On February 29, 2016, the Ontario Superior Court of Justice released a decision in the ongoing insolvency proceeding of U. S. Steel Canada Inc. (USSC). Two principal issues were addressed by the Court. First, whether amounts advanced by United States Steel Corporation (USS) to USSC (its indirect wholly-owned subsidiary) were properly characterized as debt obligations or “equity claims” under the Companies’ Creditors Arrangement Act (Canada) (CCAA). This distinction is important because under the CCAA regime “equity claims” rank lower in priority than debt claims. Second, the Court considered whether certain secured claims were unenforceable for lack of consideration or void as fraudulent preferences under section 95 of the Bankruptcy and Insolvency Act (Canada) (BIA).


The issue of debt re-characterization arose after USS sought approval of proofs of claim it filed in the CCAA proceeding, which exceeded C$2.2-billion. These claims were comprised primarily of amounts advanced by USS in connection with the acquisition of USSC in 2007 and advances to fund USSC’s post-acquisition working capital needs. A portion of USS’s claims were secured against the assets of USSC.

Certain stakeholders of USSC objected to the treatment of the USS claims as debt, asserting that such claims were in substance equity claims for CCAA purposes. The objectors also challenged the validity of USS’s secured claims.


The Court held that the objecting parties had the burden of proof in respect of both the debt re-characterization and secured claim issues.


After canvassing and distinguishing Canadian and American case law on the question of how to characterize debt instruments, Justice H. Wilton-Siegel applied a two-part test for determining how the advances made by USS to USSC should be characterized, which asks:

  1. Did the lender subjectively expect to be repaid principal and interest out of the cash flows of the borrower over the term of the loans at the time the loan advances were made?
  2. Was the lender’s expectation objectively reasonable?

For the first branch of the test, the Court noted that it would disregard the form of the loan documentation as being, in effect, “a sham” if: at the time of the advance of funds the lender had no expectation that the borrower would honour any payment obligation when due in the absence of available cash; and the lender intended from the outset to waive all interest as it becomes payable and forgive the principal.

With respect to the second branch of the test, this question engages, among other issues, the adequacy of the capitalization and debt capacity of the subsidiary. The Court stated that any determination of the reasonableness of a lender’s expectations at the time a loan is entered into is prospective in nature and therefore highly speculative, and necessarily involves consideration of the borrower’s financial capacity under a variety of possible future economic scenarios. As such, the Court cautioned against reaching a conclusion of there being no reasonable expectation of repayment in the absence of a detailed consideration of such scenarios and compelling evidence that there was no basis for the lender’s expectations.

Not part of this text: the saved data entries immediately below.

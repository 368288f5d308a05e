//! The Governor: unified API over storage, roles and materialization.
//!
//! Saves go through the store first so identity is durably assigned, then
//! the resulting [`LifecycleEvent`] is handed to the materializer.

use std::sync::Arc;

use governor_core::{
    Group, GroupId, LifecycleEvent, ObjectRef, Permission, PermissionRef, Registry, RoleModule,
    User, UserId,
};
use governor_store::Store;

use crate::config::GovernorConfig;
use crate::error::Result;
use crate::materializer::{LifecycleListener, MaterializeReport, Materializer};
use crate::resolver::Resolver;

/// The main Governor struct.
///
/// Provides a unified API for:
/// - Defining permissions
/// - Saving and restoring users, groups and objects
/// - Querying eligibility
/// - Checking granted permissions
pub struct Governor<S: ?Sized, D: ?Sized> {
    resolver: Resolver<S, D>,
    materializer: Materializer<S, D>,
}

impl<S, D> Governor<S, D>
where
    S: Store + ?Sized + 'static,
    D: Send + Sync + ?Sized + 'static,
{
    /// Create a governor from an already built registry.
    pub fn new(
        store: Arc<S>,
        registry: Arc<Registry<D>>,
        domain: Arc<D>,
        config: GovernorConfig,
    ) -> Self {
        let resolver = Resolver::new(store, registry, domain);
        let materializer = Materializer::new(resolver.clone(), Arc::new(config));
        Self {
            resolver,
            materializer,
        }
    }

    /// Validate `config`, load the role modules of its installed apps and
    /// build a governor around the resulting registry.
    pub fn bootstrap(
        store: Arc<S>,
        domain: Arc<D>,
        config: GovernorConfig,
        modules: &[RoleModule<D>],
    ) -> Result<Self> {
        config.validate()?;

        let mut registry = Registry::new();
        let loaded = registry.autodiscover(&config.installed_apps, modules)?;
        tracing::debug!(
            modules = loaded,
            permissions = registry.permissions().count(),
            "registry built"
        );

        Ok(Self::new(store, Arc::new(registry), domain, config))
    }

    pub fn store(&self) -> &S {
        self.resolver.store()
    }

    pub fn registry(&self) -> &Registry<D> {
        self.resolver.registry()
    }

    pub fn domain(&self) -> &D {
        self.resolver.domain()
    }

    pub fn config(&self) -> &GovernorConfig {
        self.materializer.config()
    }

    pub fn resolver(&self) -> &Resolver<S, D> {
        &self.resolver
    }

    pub fn materializer(&self) -> &Materializer<S, D> {
        &self.materializer
    }

    // ─────────────────────────────────────────────────────────────────────────
    // Permissions
    // ─────────────────────────────────────────────────────────────────────────

    /// Define (or redefine) a permission.
    pub async fn define_permission(&self, permission: &Permission) -> Result<()> {
        Ok(self.store().insert_permission(permission).await?)
    }

    // ─────────────────────────────────────────────────────────────────────────
    // Lifecycle
    // ─────────────────────────────────────────────────────────────────────────

    /// Save an object. A first save materializes the grants configured for
    /// its type.
    pub async fn save_object(&self, object: &ObjectRef) -> Result<MaterializeReport> {
        let event = self.store().save_object(object).await?.into();
        self.materializer.object_saved(event, object).await
    }

    /// Load an object from a fixture or backup without materializing.
    pub async fn restore_object(&self, object: &ObjectRef) -> Result<MaterializeReport> {
        self.store().save_object(object).await?;
        self.materializer
            .object_saved(LifecycleEvent::Restored, object)
            .await
    }

    pub async fn save_user(&self, user: &User) -> Result<MaterializeReport> {
        let event = self.store().save_user(user).await?.into();
        self.materializer.user_saved(event, user).await
    }

    pub async fn restore_user(&self, user: &User) -> Result<MaterializeReport> {
        self.store().save_user(user).await?;
        self.materializer
            .user_saved(LifecycleEvent::Restored, user)
            .await
    }

    pub async fn save_group(&self, group: &Group) -> Result<MaterializeReport> {
        let event = self.store().save_group(group).await?.into();
        self.materializer.group_saved(event, group).await
    }

    pub async fn restore_group(&self, group: &Group) -> Result<MaterializeReport> {
        self.store().save_group(group).await?;
        self.materializer
            .group_saved(LifecycleEvent::Restored, group)
            .await
    }

    pub async fn add_group_member(&self, group: GroupId, user: UserId) -> Result<()> {
        Ok(self.store().add_group_member(group, user).await?)
    }

    // ─────────────────────────────────────────────────────────────────────────
    // Queries
    // ─────────────────────────────────────────────────────────────────────────

    /// Users eligible for `permission` on `object` that do not hold it yet.
    pub async fn users_eligible_for_object(
        &self,
        permission: impl Into<PermissionRef>,
        object: &ObjectRef,
    ) -> Result<Vec<User>> {
        self.resolver
            .users_eligible_for_object(permission, object, true)
            .await
    }

    /// Groups eligible for `permission` on `object` that do not hold it yet.
    pub async fn groups_eligible_for_object(
        &self,
        permission: impl Into<PermissionRef>,
        object: &ObjectRef,
    ) -> Result<Vec<Group>> {
        self.resolver
            .groups_eligible_for_object(permission, object, true)
            .await
    }

    /// Whether `user` holds `permission` on `object`, directly or through a
    /// group. A bare codename takes its namespace from `object`.
    pub async fn has_permission(
        &self,
        user: UserId,
        permission: impl Into<PermissionRef>,
        object: &ObjectRef,
    ) -> Result<bool> {
        let permission = self
            .resolver
            .resolve_permission(permission, Some(object))
            .await?;
        Ok(self
            .store()
            .user_has_permission(user, &permission.name, object)
            .await?)
    }
}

The Court also identified the following principles in connection with the re-characterization analysis:

  1. A parent corporation may divide its investment in an acquired corporation between debt and equity as it chooses or, put another way, can lend money to a wholly-owned subsidiary without that loan being treated automatically as part of its equity investment in the subsidiary
  2. Characterization of debt claims must be analyzed as of the date of the advances, and behaviour subsequent to any advance cannot, on its own, justify a re-characterization of such advance
  3. Characterization must not be viewed in isolation from the economic circumstances in which the advances were made


The objecting parties pointed to various factors to support their assertion that the loan advances at issue should be treated as an equity claim, including the absence of arm’s length negotiation regarding the terms and conditions of the loans, long maturity dates under the loan agreements, the history of interest payments and interest waivers, USS’s control over USSC, and the fact that USSC would not have been able to obtain similar financing from a third-party bank or institutional lender. USS asserted, among other things, that the debt instruments were loan agreements on their face, had prescribed terms for the payment of principal and interest, had no terms tying any payments to USSC’s financial performance, and were documented separately from equity contributions in both the lender’s and borrower’s books and records.

The Court concluded that on a balance of probabilities, at the time of the advances under the loan agreements USS expected USSC would repay interest and principal in accordance with the loan terms, and that USS’s expectations in that regard were reasonable. As such, the Court confirmed these claims as debt claims.


The Court (with the exception of one claim that remains to be determined) also confirmed USS’s secured claims. Their validity had been challenged for lack of consideration at the time the security agreements were executed and on the grounds that they were void because they constituted a fraudulent preference under section 95 of the BIA.

The Court concluded that consideration was not required in order for a grant of a security interest to be effective. In any event, the Court found that consideration had been provided in light of the acknowledgment of the parties in the relevant agreements as to the adequacy of the consideration given as well as the fact that additional funds were advanced under the loan agreement subsequent to the grant of security. On the preference issue, the Court held that the secured advances did not give USS a preference over other creditors because such advances were made in circumstances in which USS was not obligated to advance further funds and were used in the ongoing operations of USSC’s business.